(Data excerpts)
use crate::incident::{qualify, Collaborators};
use crate::label;
use crate::models::{Issue, Label};
use crate::types::Status;
use serde::Serialize;

// ---------------------------------------------------------------------------
// System
// ---------------------------------------------------------------------------

#[derive(Debug, Clone, PartialEq, Eq, Serialize)]
pub struct System {
    pub name: String,
    pub status: Status,
}

/// Build the current status of every system.
///
/// Systems are the repository's system labels sorted by name, each starting
/// out `operational`. Every open issue that qualifies as an incident (system
/// and severity labels, written by a collaborator) raises the named systems
/// to that severity. When several
/// open issues name the same system, the highest severity wins, so the result
/// does not depend on the order the API listed the issues in.
pub fn aggregate(
    labels: &[Label],
    issues: &[Issue],
    collaborators: &Collaborators,
) -> Vec<System> {
    let mut names: Vec<&str> = labels
        .iter()
        .filter(|l| label::is_system(l))
        .map(|l| l.name.as_str())
        .collect();
    names.sort_unstable();
    names.dedup();

    let mut systems: Vec<System> = names
        .into_iter()
        .map(|name| System {
            name: name.to_string(),
            status: Status::Operational,
        })
        .collect();

    for issue in issues.iter().filter(|i| i.is_open()) {
        let Some((affected, severity)) = qualify(issue, collaborators) else {
            continue;
        };
        let status = Status::from(severity);
        for name in &affected {
            // Labels deleted from the repository but still attached to an
            // issue are not systems anymore.
            if let Some(system) = systems.iter_mut().find(|s| &s.name == name) {
                system.status = system.status.max(status);
            }
        }
    }
    systems
}

// ---------------------------------------------------------------------------
// Panel
// ---------------------------------------------------------------------------

/// Systems currently sharing one non-operational status.
#[derive(Debug, Clone, PartialEq, Eq, Serialize)]
pub struct Panel {
    pub status: Status,
    pub systems: Vec<String>,
}

/// Group non-operational systems by status, in first-seen order.
pub fn panels(systems: &[System]) -> Vec<Panel> {
    let mut panels: Vec<Panel> = Vec::new();
    for system in systems.iter().filter(|s| !s.status.is_operational()) {
        match panels.iter_mut().find(|p| p.status == system.status) {
            Some(panel) => panel.systems.push(system.name.clone()),
            None => panels.push(Panel {
                status: system.status,
                systems: vec![system.name.clone()],
            }),
        }
    }
    panels
}

// ---------------------------------------------------------------------------
// Tests
// ---------------------------------------------------------------------------

#[cfg(test)]
mod tests {
    use super::*;
    use crate::models::{IssueState, User};
    use chrono::Utc;

    fn issue(number: u64, state: IssueState, labels: Vec<Label>) -> Issue {
        issue_by("some-dude", number, state, labels)
    }

    fn issue_by(author: &str, number: u64, state: IssueState, labels: Vec<Label>) -> Issue {
        Issue {
            number,
            title: format!("issue {number}"),
            body: None,
            state,
            user: User {
                login: author.to_string(),
            },
            labels,
            created_at: Utc::now(),
            pull_request: None,
        }
    }

    fn collaborators() -> Collaborators {
        ["some-dude".to_string()].into_iter().collect()
    }

    fn repo_labels() -> Vec<Label> {
        vec![
            Label::new("Website", "171717"),
            Label::new("API", "171717"),
            Label::new("major outage", "FF4D4D"),
            Label::new("bug", "d73a4a"),
        ]
    }

    #[test]
    fn systems_start_operational_and_sorted() {
        let systems = aggregate(&repo_labels(), &[], &collaborators());
        assert_eq!(
            systems,
            vec![
                System {
                    name: "API".to_string(),
                    status: Status::Operational
                },
                System {
                    name: "Website".to_string(),
                    status: Status::Operational
                },
            ]
        );
    }

    #[test]
    fn open_issue_marks_its_systems() {
        let issues = vec![issue(
            1,
            IssueState::Open,
            vec![
                Label::new("major outage", "FF4D4D"),
                Label::new("Website", "171717"),
            ],
        )];
        let systems = aggregate(&repo_labels(), &issues, &collaborators());
        assert_eq!(systems[0].status, Status::Operational);
        assert_eq!(systems[1].status, Status::MajorOutage);

        let panels = panels(&systems);
        assert_eq!(
            panels,
            vec![Panel {
                status: Status::MajorOutage,
                systems: vec!["Website".to_string()],
            }]
        );
    }

    #[test]
    fn closed_issues_do_not_affect_status() {
        let issues = vec![issue(
            1,
            IssueState::Closed,
            vec![
                Label::new("major outage", "FF4D4D"),
                Label::new("API", "171717"),
            ],
        )];
        let systems = aggregate(&repo_labels(), &issues, &collaborators());
        assert!(systems.iter().all(|s| s.status.is_operational()));
        assert!(panels(&systems).is_empty());
    }

    #[test]
    fn issue_without_severity_is_ignored() {
        let issues = vec![issue(1, IssueState::Open, vec![Label::new("API", "171717")])];
        let systems = aggregate(&repo_labels(), &issues, &collaborators());
        assert!(systems.iter().all(|s| s.status.is_operational()));
    }

    #[test]
    fn highest_severity_wins_regardless_of_order() {
        let outage = issue(
            1,
            IssueState::Open,
            vec![
                Label::new("major outage", "FF4D4D"),
                Label::new("API", "171717"),
            ],
        );
        let investigating = issue(
            2,
            IssueState::Open,
            vec![
                Label::new("investigating", "1192FC"),
                Label::new("API", "171717"),
            ],
        );

        let collabs = collaborators();
        let forward = aggregate(
            &repo_labels(),
            &[outage.clone(), investigating.clone()],
            &collabs,
        );
        let backward = aggregate(&repo_labels(), &[investigating, outage], &collabs);
        assert_eq!(forward[0].status, Status::MajorOutage);
        assert_eq!(forward, backward);
    }

    #[test]
    fn issue_by_non_collaborator_does_not_affect_status() {
        let issues = vec![issue_by(
            "stranger",
            1,
            IssueState::Open,
            vec![
                Label::new("major outage", "FF4D4D"),
                Label::new("Website", "171717"),
            ],
        )];
        let systems = aggregate(&repo_labels(), &issues, &collaborators());
        assert!(systems.iter().all(|s| s.status.is_operational()));
        assert!(panels(&systems).is_empty());
    }

    #[test]
    fn unknown_system_label_on_issue_is_ignored() {
        let issues = vec![issue(
            1,
            IssueState::Open,
            vec![
                Label::new("major outage", "FF4D4D"),
                Label::new("Retired", "171717"),
            ],
        )];
        let systems = aggregate(&repo_labels(), &issues, &collaborators());
        assert_eq!(systems.len(), 2);
        assert!(systems.iter().all(|s| s.status.is_operational()));
    }

    #[test]
    fn panels_group_by_status_in_first_seen_order() {
        let systems = vec![
            System {
                name: "API".to_string(),
                status: Status::DegradedPerformance,
            },
            System {
                name: "CDN".to_string(),
                status: Status::Operational,
            },
            System {
                name: "Database".to_string(),
                status: Status::MajorOutage,
            },
            System {
                name: "Website".to_string(),
                status: Status::DegradedPerformance,
            },
        ];
        let panels = panels(&systems);
        assert_eq!(panels.len(), 2);
        assert_eq!(panels[0].status, Status::DegradedPerformance);
        assert_eq!(panels[0].systems, vec!["API", "Website"]);
        assert_eq!(panels[1].status, Status::MajorOutage);
        assert_eq!(panels[1].systems, vec!["Database"]);
    }
}
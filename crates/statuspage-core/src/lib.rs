//! `statuspage-core`: turn a GitHub repository's issues and labels into a
//! static status page published on its `gh-pages` branch.
//!
//! Labels coloured `171717` name systems; three fixed colours name
//! severities. Open issues carrying both set the status of their systems,
//! and every qualifying issue becomes an incident on the page.

pub mod assets;
pub mod config;
pub mod error;
pub mod github;
pub mod incident;
pub mod label;
pub mod models;
pub mod page;
pub mod publish;
pub mod render;
pub mod repo;
pub mod status;
pub mod types;

pub use error::{Result, StatusPageError};
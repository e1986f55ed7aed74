use thiserror::Error;

#[derive(Debug, Error)]
pub enum StatusPageError {
    #[error("{context}: GitHub API returned {status}: {message}")]
    Api {
        status: u16,
        context: String,
        message: String,
    },

    #[error("branch not found: {0}")]
    MissingBranch(String),

    #[error("file not found on {branch}: {path}")]
    MissingFile { path: String, branch: String },

    #[error("system name must not be empty")]
    EmptySystemName,

    #[error("unknown bundled asset: {0}")]
    UnknownAsset(String),

    #[error("invalid GitHub token")]
    InvalidToken,

    #[error("invalid API url: {0}")]
    InvalidApiUrl(String),

    #[error(transparent)]
    Http(#[from] reqwest::Error),

    #[error(transparent)]
    Json(#[from] serde_json::Error),

    #[error("template error: {0}")]
    Template(#[from] minijinja::Error),

    #[error("invalid base64 file content: {0}")]
    Base64(#[from] base64::DecodeError),

    #[error("file content is not valid UTF-8: {0}")]
    Utf8(#[from] std::string::FromUtf8Error),
}

impl StatusPageError {
    pub fn status(&self) -> Option<u16> {
        match self {
            StatusPageError::Api { status, .. } => Some(*status),
            _ => None,
        }
    }

    pub fn is_not_found(&self) -> bool {
        self.status() == Some(404)
    }

    /// GitHub answers 422 when a resource (e.g. a label) already exists.
    pub fn is_unprocessable(&self) -> bool {
        self.status() == Some(422)
    }
}

pub type Result<T> = std::result::Result<T, StatusPageError>;
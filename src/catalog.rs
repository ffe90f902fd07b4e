use anyhow::Result;
use reqwest::Client;
use serde_json::json;
use tracing::{debug, warn};
use url::Url;

use crate::record::{CandidateRecord, CheckUrl, ReconciledRecord};

const CHECK_PATH: &str = "/jobs/check-url";

/// Client for the remote job catalog.
pub struct CatalogClient {
    http: Client,
    base: String,
}

impl CatalogClient {
    pub fn new(base: impl Into<String>) -> Self {
        let mut base = base.into();
        while base.ends_with('/') {
            base.pop();
        }
        Self {
            http: Client::new(),
            base,
        }
    }

    /// Merge a candidate with its catalog check. A failed check degrades to
    /// `exists=false`; the record is always delivered.
    pub async fn reconcile(&self, record: CandidateRecord) -> ReconciledRecord {
        match self.check_url(&record.url).await {
            Ok(check) => ReconciledRecord::merged(record, check),
            Err(e) => {
                warn!(error = %e, "existence check failed, delivering unchecked record");
                ReconciledRecord::unchecked(record)
            }
        }
    }

    /// Ask the catalog whether a URL is already tracked.
    ///
    /// The check-url contract changed across server generations, so three
    /// request shapes are tried in order; the first 2xx answer wins.
    /// Transport errors and rejection statuses both advance the chain.
    pub async fn check_url(&self, raw: &str) -> Result<CheckUrl> {
        let url = coerce_https(raw);
        let endpoint = format!("{}{}", self.base, CHECK_PATH);

        let result = self
            .http
            .get(&endpoint)
            .query(&[("url", url.as_str())])
            .send()
            .await;
        if let Some(response) = accepted(result, "url param") {
            return Ok(response.json().await?);
        }

        let result = self
            .http
            .get(&endpoint)
            .query(&[("job_url", url.as_str())])
            .send()
            .await;
        if let Some(response) = accepted(result, "job_url param") {
            return Ok(response.json().await?);
        }

        let result = self
            .http
            .post(&endpoint)
            .json(&json!({ "url": url }))
            .send()
            .await;
        match accepted(result, "json body") {
            Some(response) => Ok(response.json().await?),
            None => anyhow::bail!("every check-url request shape failed for {url}"),
        }
    }
}

fn accepted(result: reqwest::Result<reqwest::Response>, shape: &str) -> Option<reqwest::Response> {
    match result {
        Ok(response) if response.status().is_success() => Some(response),
        Ok(response) => {
            debug!(shape, status = %response.status(), "check-url shape rejected");
            None
        }
        Err(e) => {
            debug!(shape, error = %e, "check-url transport failure");
            None
        }
    }
}

/// Best-effort repair: a URL that fails to parse and carries no scheme gets a
/// secure one prefixed. The string is sent regardless of whether the repair
/// made it well-formed.
fn coerce_https(raw: &str) -> String {
    if Url::parse(raw).is_ok()
        || raw.starts_with("http://")
        || raw.starts_with("https://")
    {
        raw.to_string()
    } else {
        format!("https://{raw}")
    }
}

Problem to work on - Every line in the records above that contains the word "context" is to be copied out.

Solution to this exercise -
    #[error("{context}: GitHub API returned {status}: {message}")]
        context: String,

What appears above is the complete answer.